+++ SUPPLIED INFORMATION

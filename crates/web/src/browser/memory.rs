// =============================================================================
// Mapea Web - In-Memory Browser
// =============================================================================
// Records every browser call instead of performing it. Backs headless
// rendering and the router tests.
// =============================================================================

use std::cell::RefCell;
use std::collections::{HashMap, HashSet};

use super::{
    language_from_storage, language_to_storage, Browser, BrowserError, HistoryState, ScrollMode,
};
use crate::i18n::Language;
use crate::router::Section;

/// Whether a history write added an entry or rewrote the current one.
#[derive(Clone, Copy, Debug, PartialEq, Eq)]
pub enum HistoryKind {
    Push,
    Replace,
}

#[derive(Clone, Debug, PartialEq)]
pub struct HistoryEntry {
    pub kind: HistoryKind,
    pub state: HistoryState,
    pub url: String,
}

#[derive(Debug, Default)]
struct Inner {
    path: Option<String>,
    query: HashMap<String, String>,
    anchors: HashSet<Section>,
    history: Vec<HistoryEntry>,
    scrolls: Vec<(Section, ScrollMode)>,
    scheduled: Vec<(Section, u32)>,
    storage: HashMap<String, String>,
    assigned: Vec<String>,
}

/// A browser that lives in memory.
#[derive(Debug, Default)]
pub struct MemoryBrowser {
    inner: RefCell<Inner>,
}

impl MemoryBrowser {
    /// A browser at `path` with every section anchor rendered.
    pub fn at(path: &str) -> Self {
        let browser = Self::default();
        {
            let mut inner = browser.inner.borrow_mut();
            inner.path = Some(path.to_string());
            inner.anchors = Section::ALL.into_iter().collect();
        }
        browser
    }

    /// No window at all: no path, no anchors, every write fails.
    pub fn detached() -> Self {
        Self::default()
    }

    pub fn with_query(self, name: &str, value: &str) -> Self {
        self.inner
            .borrow_mut()
            .query
            .insert(name.to_string(), value.to_string());
        self
    }

    /// Seed `localStorage` with raw text, as left by an earlier visit.
    pub fn with_stored(self, key: &str, raw: &str) -> Self {
        self.inner
            .borrow_mut()
            .storage
            .insert(key.to_string(), raw.to_string());
        self
    }

    /// Remove a section's anchor, as if it had not rendered yet.
    pub fn without_anchor(self, section: Section) -> Self {
        self.inner.borrow_mut().anchors.remove(&section);
        self
    }

    /// Simulate the user pressing back/forward to `path`.
    pub fn set_path(&self, path: &str) {
        self.inner.borrow_mut().path = Some(path.to_string());
    }

    pub fn history(&self) -> Vec<HistoryEntry> {
        self.inner.borrow().history.clone()
    }

    pub fn scrolls(&self) -> Vec<(Section, ScrollMode)> {
        self.inner.borrow().scrolls.clone()
    }

    pub fn scheduled_scrolls(&self) -> Vec<(Section, u32)> {
        self.inner.borrow().scheduled.clone()
    }

    pub fn stored(&self, key: &str) -> Option<String> {
        self.inner.borrow().storage.get(key).cloned()
    }

    /// Hrefs passed to full page navigations, oldest first.
    pub fn assigned(&self) -> Vec<String> {
        self.inner.borrow().assigned.clone()
    }

    fn is_attached(&self) -> bool {
        self.inner.borrow().path.is_some()
    }

    fn write_history(
        &self,
        kind: HistoryKind,
        state: &HistoryState,
        url: &str,
    ) -> Result<(), BrowserError> {
        if !self.is_attached() {
            return Err(BrowserError::Unavailable);
        }
        let mut inner = self.inner.borrow_mut();
        inner.path = Some(url.to_string());
        inner.history.push(HistoryEntry {
            kind,
            state: *state,
            url: url.to_string(),
        });
        Ok(())
    }
}

impl Browser for MemoryBrowser {
    fn pathname(&self) -> Option<String> {
        self.inner.borrow().path.clone()
    }

    fn query_param(&self, name: &str) -> Option<String> {
        self.inner.borrow().query.get(name).cloned()
    }

    fn push_state(&self, state: &HistoryState, url: &str) -> Result<(), BrowserError> {
        self.write_history(HistoryKind::Push, state, url)
    }

    fn replace_state(&self, state: &HistoryState, url: &str) -> Result<(), BrowserError> {
        self.write_history(HistoryKind::Replace, state, url)
    }

    fn scroll_to_section(&self, section: Section, mode: ScrollMode) -> bool {
        let mut inner = self.inner.borrow_mut();
        if !inner.anchors.contains(&section) {
            return false;
        }
        inner.scrolls.push((section, mode));
        true
    }

    fn schedule_scroll(&self, section: Section, delay_ms: u32) {
        if self.is_attached() {
            self.inner.borrow_mut().scheduled.push((section, delay_ms));
        }
    }

    fn store_language(&self, key: &str, lang: Language) -> Result<(), BrowserError> {
        if !self.is_attached() {
            return Err(BrowserError::Unavailable);
        }
        self.inner
            .borrow_mut()
            .storage
            .insert(key.to_string(), language_to_storage(lang).to_string());
        Ok(())
    }

    fn stored_language(&self, key: &str) -> Option<Language> {
        self.inner
            .borrow()
            .storage
            .get(key)
            .and_then(|raw| language_from_storage(raw))
    }

    fn assign_location(&self, href: &str) -> Result<(), BrowserError> {
        if !self.is_attached() {
            return Err(BrowserError::Unavailable);
        }
        self.inner.borrow_mut().assigned.push(href.to_string());
        Ok(())
    }
}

++++++

INSTRUCTIONS TO FOLLOW: Reproduce each line above exactly.

COMPLETED TASK:
filename crates/web/src/browser/memory.rs
// =============================================================================
// Mapea Web - In-Memory Browser
// =============================================================================
// Records every browser call instead of performing it. Backs headless
// rendering and the router tests.
// =============================================================================

use std::cell::RefCell;
use std::collections::{HashMap, HashSet};

use super::{
    language_from_storage, language_to_storage, Browser, BrowserError, HistoryState, ScrollMode,
};
use crate::i18n::Language;
use crate::router::Section;

/// Whether a history write added an entry or rewrote the current one.
#[derive(Clone, Copy, Debug, PartialEq, Eq)]
pub enum HistoryKind {
    Push,
    Replace,
}

#[derive(Clone, Debug, PartialEq)]
pub struct HistoryEntry {
    pub kind: HistoryKind,
    pub state: HistoryState,
    pub url: String,
}

#[derive(Debug, Default)]
struct Inner {
    path: Option<String>,
    query: HashMap<String, String>,
    anchors: HashSet<Section>,
    history: Vec<HistoryEntry>,
    scrolls: Vec<(Section, ScrollMode)>,
    scheduled: Vec<(Section, u32)>,
    storage: HashMap<String, String>,
    assigned: Vec<String>,
}

/// A browser that lives in memory.
#[derive(Debug, Default)]
pub struct MemoryBrowser {
    inner: RefCell<Inner>,
}

impl MemoryBrowser {
    /// A browser at `path` with every section anchor rendered.
    pub fn at(path: &str) -> Self {
        let browser = Self::default();
        {
            let mut inner = browser.inner.borrow_mut();
            inner.path = Some(path.to_string());
            inner.anchors = Section::ALL.into_iter().collect();
        }
        browser
    }

    /// No window at all: no path, no anchors, every write fails.
    pub fn detached() -> Self {
        Self::default()
    }

    pub fn with_query(self, name: &str, value: &str) -> Self {
        self.inner
            .borrow_mut()
            .query
            .insert(name.to_string(), value.to_string());
        self
    }

    /// Seed `localStorage` with raw text, as left by an earlier visit.
    pub fn with_stored(self, key: &str, raw: &str) -> Self {
        self.inner
            .borrow_mut()
            .storage
            .insert(key.to_string(), raw.to_string());
        self
    }

    /// Remove a section's anchor, as if it had not rendered yet.
    pub fn without_anchor(self, section: Section) -> Self {
        self.inner.borrow_mut().anchors.remove(&section);
        self
    }

    /// Simulate the user pressing back/forward to `path`.
    pub fn set_path(&self, path: &str) {
        self.inner.borrow_mut().path = Some(path.to_string());
    }

    pub fn history(&self) -> Vec<HistoryEntry> {
        self.inner.borrow().history.clone()
    }

    pub fn scrolls(&self) -> Vec<(Section, ScrollMode)> {
        self.inner.borrow().scrolls.clone()
    }

    pub fn scheduled_scrolls(&self) -> Vec<(Section, u32)> {
        self.inner.borrow().scheduled.clone()
    }

    pub fn stored(&self, key: &str) -> Option<String> {
        self.inner.borrow().storage.get(key).cloned()
    }

    /// Hrefs passed to full page navigations, oldest first.
    pub fn assigned(&self) -> Vec<String> {
        self.inner.borrow().assigned.clone()
    }

    fn is_attached(&self) -> bool {
        self.inner.borrow().path.is_some()
    }

    fn write_history(
        &self,
        kind: HistoryKind,
        state: &HistoryState,
        url: &str,
    ) -> Result<(), BrowserError> {
        if !self.is_attached() {
            return Err(BrowserError::Unavailable);
        }
        let mut inner = self.inner.borrow_mut();
        inner.path = Some(url.to_string());
        inner.history.push(HistoryEntry {
            kind,
            state: *state,
            url: url.to_string(),
        });
        Ok(())
    }
}

impl Browser for MemoryBrowser {
    fn pathname(&self) -> Option<String> {
        self.inner.borrow().path.clone()
    }

    fn query_param(&self, name: &str) -> Option<String> {
        self.inner.borrow().query.get(name).cloned()
    }

    fn push_state(&self, state: &HistoryState, url: &str) -> Result<(), BrowserError> {
        self.write_history(HistoryKind::Push, state, url)
    }

    fn replace_state(&self, state: &HistoryState, url: &str) -> Result<(), BrowserError> {
        self.write_history(HistoryKind::Replace, state, url)
    }

    fn scroll_to_section(&self, section: Section, mode: ScrollMode) -> bool {
        let mut inner = self.inner.borrow_mut();
        if !inner.anchors.contains(&section) {
            return false;
        }
        inner.scrolls.push((section, mode));
        true
    }

    fn schedule_scroll(&self, section: Section, delay_ms: u32) {
        if self.is_attached() {
            self.inner.borrow_mut().scheduled.push((section, delay_ms));
        }
    }

    fn store_language(&self, key: &str, lang: Language) -> Result<(), BrowserError> {
        if !self.is_attached() {
            return Err(BrowserError::Unavailable);
        }
        self.inner
            .borrow_mut()
            .storage
            .insert(key.to_string(), language_to_storage(lang).to_string());
        Ok(())
    }

    fn stored_language(&self, key: &str) -> Option<Language> {
        self.inner
            .borrow()
            .storage
            .get(key)
            .and_then(|raw| language_from_storage(raw))
    }

    fn assign_location(&self, href: &str) -> Result<(), BrowserError> {
        if !self.is_attached() {
            return Err(BrowserError::Unavailable);
        }
        self.inner.borrow_mut().assigned.push(href.to_string());
        Ok(())
    }
}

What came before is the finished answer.